Boxing Blog

    Boxing for Fitness: Programming Summary for October 2020

    Hey Team,

    I haven’t done this before for the Boxing for Fitness sessions and would like to know if you find it useful…of course, the ‘core’ elements of these sessions (the Boxing component and the Cardio ‘breakout’ session) will continue – this is more to provide detail on the whiteboard sections with headings such as ‘Strength’, ‘Metcon’, ‘Sweat’ etc…

    So…for the past month we have spent a lot of time and energy in developing unilateral lower body strength by performing several bazillion lunges and lunge variations!  But I’m pretty sure I don’t need to tell anyone that!  We have performed everything from traditional forward and reverse lunges to newer varieties like Bulgarian Split Squats, and everything in between…our lower bodies have gotten a strong dose of strength and intensity throughout the week!  Dumbbells/Kettlebells/Barbells or bodyweight, all of these lunges have helped us grow muscle even in places we didn’t know we had muscle to grow! Specifically with the Lunge, we saw a vast array of options in unilateral movement all with different options depending on if we were focused on strength or stamina. The goal throughout September has been to highlight the different functions of the Lunge to open your eyes to all the different ways you can use them in your daily fitness, and how it helps set you up to be fitter, stronger, and healthier in your everyday life!
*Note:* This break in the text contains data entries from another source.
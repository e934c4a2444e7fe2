//! HTTP Layer - RESTful API + WebSocket

pub mod dto;
pub mod error;
pub mod extract;
pub mod handlers;
pub mod middleware;
pub mod routes;
pub mod server;
pub mod state;

pub use error::ApiError;
pub use routes::create_routes;
pub use server::{HttpServer, ServerConfig};
pub use state::AppState;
    In October, we are giving the lower body a break, and focusing on pressing! There are two major directions we press in are the horizontal and vertical planes (in front of your body and over your body). We’ll see a healthy mix of the two throughout the week, balanced out with pulling to keep our shoulders, upper back, and neck healthy and strong. Pressing in both directions is crucial to maintain healthy shoulder function throughout life, and strong shoulders never looked bad on anyone! Within the different varieties of pressing movements, there are opportunities to slow it down and work on strength with a lower heart rate, and there are also times to push down on the pedal and ramp up that intensity. We’ll be getting after BOTH just like with those Lunges last month! Get excited!